### Description of the task
Your answer is every line of the material below in which the string "Connected" occurs.
::: Given information
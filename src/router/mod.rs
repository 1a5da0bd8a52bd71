//! Router: the protocol client owning one transport session
//!
//! One Router per sandbox. It owns the connection state machine, the
//! pending-operation table, its injected logger, and exactly one transport
//! instance; nothing is shared across sandboxes. All outcomes reach the host
//! as [`Event`]s through the bridge - a Router never lets an error escape
//! toward the sandbox boundary.

use crate::bridge::{Event, EventSink};
use crate::config::RouterConfig;
use crate::error::{RouterError, RouterResult, REASON_CANCELLED, REASON_TIMEOUT};
use crate::observability::logging::Logger;
use crate::transport::mqtt::MqttAdapter;
use crate::transport::{DeliveryToken, Transport, TransportNotification};
use tokio::sync::mpsc;
use tokio::task::JoinHandle;
use tokio::time::Duration;

pub mod pending;

pub use pending::{CorrelationId, OperationKind, PendingTable};

/// Connection state machine
///
/// `Idle → Connecting → Connected → Disconnecting → Idle`, with
/// `Connected → Reconnecting → Connecting` on unexpected loss and a terminal
/// `Destroyed` reachable from every state.
#[derive(Debug, Clone, Copy, PartialEq, Eq)]
pub enum RouterState {
    Idle,
    Connecting,
    Connected,
    Disconnecting,
    Reconnecting,
    Destroyed,
}

/// Internal messages delivered to the Router by its own timers
#[derive(Debug, Clone)]
pub enum RouterMsg {
    /// A pending operation exceeded its deadline
    OperationTimedOut(CorrelationId),
    /// The scheduled reconnection attempt is due
    ReconnectDue,
}

/// Protocol client for one stream's broker session
pub struct Router<T: Transport> {
    config: RouterConfig,
    state: RouterState,
    transport: T,
    logger: Box<dyn Logger>,
    pending: PendingTable,
    active_reconnect: Option<JoinHandle<()>>,
    next_message_id: u64,
    events: EventSink,
    internal_tx: mpsc::UnboundedSender<RouterMsg>,
    internal_rx: Option<mpsc::UnboundedReceiver<RouterMsg>>,
}

impl Router<MqttAdapter> {
    /// Build a Router over the production MQTT adapter.
    ///
    /// Validates the configuration, builds the logger and the transport
    /// client. No network I/O occurs here; `connect()` must be invoked
    /// explicitly.
    pub fn factory(config: RouterConfig, events: EventSink) -> RouterResult<Self> {
        config.validate()?;
        let logger = build_logger(&config)?;
        let transport =
            MqttAdapter::new(&config.client_id, &config.host, config.port, config.use_ssl)
                .map_err(|e| RouterError::dependency_init("transport client", e))?;
        Ok(Self::assemble(config, transport, logger, events))
    }
}
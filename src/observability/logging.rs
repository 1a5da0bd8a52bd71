//! Structured logging system using tracing crate
//!
//! Two layers live here:
//!
//! 1. Process-wide subscriber setup (`init_logging` / `init_default_logging`),
//!    controlled by environment variables:
//!    - `LOG_LEVEL`: ERROR, WARN, INFO, DEBUG, TRACE - defaults to INFO
//!    - `LOG_FORMAT`: json, pretty, compact - defaults to json
//!    - `LOG_SPANS`: include span events (true/false) - defaults to false
//!    - `RUST_LOG`: overrides filtering (env_logger format)
//!
//! 2. The per-Router logging capability: every Router receives a [`Logger`]
//!    built by the [`LoggerFactory`] in its configuration, so log output is
//!    injected rather than written to an ambient global. The default
//!    [`TracingLoggerFactory`] forwards to the process-wide subscriber and
//!    tags every line with the Router's `log_id`.

use std::env;
use tracing::Level;
use tracing_subscriber::{fmt, prelude::*, EnvFilter};

/// Log output format options
#[derive(Debug, Clone, Copy)]
pub enum LogFormat {
    /// JSON format for structured logging (machine-readable)
    Json,
    /// Pretty format with colors and indentation (human-readable)
    Pretty,
    /// Compact format with colors but minimal spacing (terminal-friendly)
    Compact,
}

impl LogFormat {
    /// Parse log format from string
    pub fn parse(s: &str) -> Self {
        match s.to_lowercase().as_str() {
            "json" => LogFormat::Json,
            "pretty" => LogFormat::Pretty,
            "compact" => LogFormat::Compact,
            _ => LogFormat::Json, // Default to JSON for production
        }
    }
}

/// Initialize logging with manual configuration
pub fn init_logging(level: Level, format: LogFormat, include_spans: bool) {
    let mut filter = EnvFilter::new(level.to_string())
        // Reduce noise from dependencies
        .add_directive("rumqttc=warn".parse().unwrap())
        .add_directive("tokio=warn".parse().unwrap());

    // Allow RUST_LOG to override
    if let Ok(rust_log) = env::var("RUST_LOG") {
        filter = EnvFilter::new(rust_log);
    }

    let span_events = if include_spans {
        fmt::format::FmtSpan::NEW | fmt::format::FmtSpan::CLOSE
    } else {
        fmt::format::FmtSpan::NONE
    };

    let subscriber = tracing_subscriber::registry().with(filter);

    match format {
        LogFormat::Json => {
            let fmt_layer = fmt::layer().json().with_span_events(span_events);
            subscriber.with(fmt_layer).init();
        }
        LogFormat::Pretty => {
            let fmt_layer = fmt::layer()
                .pretty()
                .with_ansi(true)
                .with_span_events(span_events);
            subscriber.with(fmt_layer).init();
        }
        LogFormat::Compact => {
            let fmt_layer = fmt::layer()
                .compact()
                .with_ansi(true)
                .with_target(false)
                .with_span_events(span_events);
            subscriber.with(fmt_layer).init();
        }
    }
}

/// Initialize logging from environment variables
pub fn init_default_logging() {
    let log_level = env::var("LOG_LEVEL").unwrap_or_else(|_| "INFO".to_string());

    let level = match log_level.to_uppercase().as_str() {
        "ERROR" => Level::ERROR,
        "WARN" => Level::WARN,
        "INFO" => Level::INFO,
        "DEBUG" => Level::DEBUG,
        "TRACE" => Level::TRACE,
        _ => Level::INFO,
    };

    let format = env::var("LOG_FORMAT").unwrap_or_else(|_| "json".to_string());
    let log_format = LogFormat::parse(&format);

    let include_spans = env::var("LOG_SPANS")
        .unwrap_or_else(|_| "false".to_string())
        .to_lowercase()
        == "true";

    init_logging(level, log_format, include_spans);
}

/// Per-Router logging capability.
///
/// Level names follow the host contract; `silly` is the most verbose and
/// maps to `tracing::trace!` in the default implementation.
pub trait Logger: Send + Sync {
    fn silly(&self, message: &str);
    fn debug(&self, message: &str);
    fn info(&self, message: &str);
    fn warn(&self, message: &str);
    fn error(&self, message: &str);
}

/// Fallible factory for [`Logger`] instances.
///
/// Construction failure is a fatal dependency-init error for the Router
/// being built; the underlying cause is written to the diagnostic console
/// since the logger itself is unavailable to log it.
pub trait LoggerFactory: Send + Sync {
    fn create(&self, log_id: &str) -> Result<Box<dyn Logger>, Box<dyn std::error::Error + Send + Sync>>;
}

/// Default logger: forwards to the process-wide tracing subscriber with the
/// owning Router's `log_id` attached to every line.
pub struct TracingLogger {
    log_id: String,
}

impl TracingLogger {
    pub fn new(log_id: impl Into<String>) -> Self {
        Self {
            log_id: log_id.into(),
        }
    }
}

impl Logger for TracingLogger {
    fn silly(&self, message: &str) {
        tracing::trace!(log_id = %self.log_id, "{message}");
    }

    fn debug(&self, message: &str) {
        tracing::debug!(log_id = %self.log_id, "{message}");
    }

    fn info(&self, message: &str) {
        tracing::info!(log_id = %self.log_id, "{message}");
    }

    fn warn(&self, message: &str) {
        tracing::warn!(log_id = %self.log_id, "{message}");
    }

    fn error(&self, message: &str) {
        tracing::error!(log_id = %self.log_id, "{message}");
    }
}

/// Default factory producing [`TracingLogger`] instances. Infallible.
pub struct TracingLoggerFactory;

impl LoggerFactory for TracingLoggerFactory {
    fn create(
        &self,
        log_id: &str,
    ) -> Result<Box<dyn Logger>, Box<dyn std::error::Error + Send + Sync>> {
        Ok(Box::new(TracingLogger::new(log_id)))
    }
}
#[cfg(test)]
mod tests {
    use super::*;

    #[test]
    fn test_construction_performs_no_io() {
        let adapter = MqttAdapter::new("stream-client-1", "broker.example.com", 1883, false);
        let adapter = adapter.unwrap();
        assert!(adapter.client.is_none());
        assert!(adapter.loop_handle.is_none());
    }

    #[test]
    fn test_construction_rejects_empty_client_id() {
        let result = MqttAdapter::new("", "broker.example.com", 1883, false);
        assert!(matches!(result, Err(TransportError::ClientInit(_))));
    }

    #[test]
    fn test_construction_rejects_malformed_host() {
        let result = MqttAdapter::new("client", "not a host", 1883, false);
        assert!(matches!(result, Err(TransportError::ClientInit(_))));

        let result = MqttAdapter::new("client", "", 1883, false);
        assert!(matches!(result, Err(TransportError::ClientInit(_))));
    }

    #[test]
    fn test_notifications_taken_once() {
        let mut adapter =
            MqttAdapter::new("stream-client-2", "broker.example.com", 8883, true).unwrap();
        assert!(adapter.take_notifications().is_some());
        assert!(adapter.take_notifications().is_none());
    }

    #[tokio::test]
    async fn test_publish_without_connection_fails() {
        let mut adapter =
            MqttAdapter::new("stream-client-3", "broker.example.com", 1883, false).unwrap();
        let token = DeliveryToken {
            topic: "video/stream-3".to_string(),
            message_id: 1,
        };

        let result = adapter.publish(token, b"frame".to_vec()).await;
        assert!(matches!(result, Err(TransportError::PublishFailed(_))));
    }

    #[tokio::test]
    async fn test_inflight_pairing_by_issue_order() {
        let inflight = Arc::new(Mutex::new(InflightTable::default()));
        let (notif_tx, mut notif_rx) = mpsc::unbounded_channel();

        let first = DeliveryToken {
            topic: "video/a".to_string(),
            message_id: 1,
        };
        let second = DeliveryToken {
            topic: "video/b".to_string(),
            message_id: 2,
        };
        {
            let mut table = inflight.lock().await;
            table.queued_publishes.push_back(first.clone());
            table.queued_publishes.push_back(second.clone());
        }

        let mut saw_connack = true;
        // rumqttc assigns pkids in issue order
        MqttAdapter::route_event(
            Event::Outgoing(Outgoing::Publish(10)),
            &mut saw_connack,
            &inflight,
            &notif_tx,
        )
        .await;
        MqttAdapter::route_event(
            Event::Outgoing(Outgoing::Publish(11)),
            &mut saw_connack,
            &inflight,
            &notif_tx,
        )
        .await;

        // Acks may settle out of order
        let table = inflight.lock().await;
        assert_eq!(table.inflight_publishes.get(&10), Some(&first));
        assert_eq!(table.inflight_publishes.get(&11), Some(&second));
        assert!(notif_rx.try_recv().is_err());
    }
}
::::::
### Response area
/// `Idle → Connecting → Connected → Disconnecting → Idle`, with
/// `Connected → Reconnecting → Connecting` on unexpected loss and a terminal
    Connected,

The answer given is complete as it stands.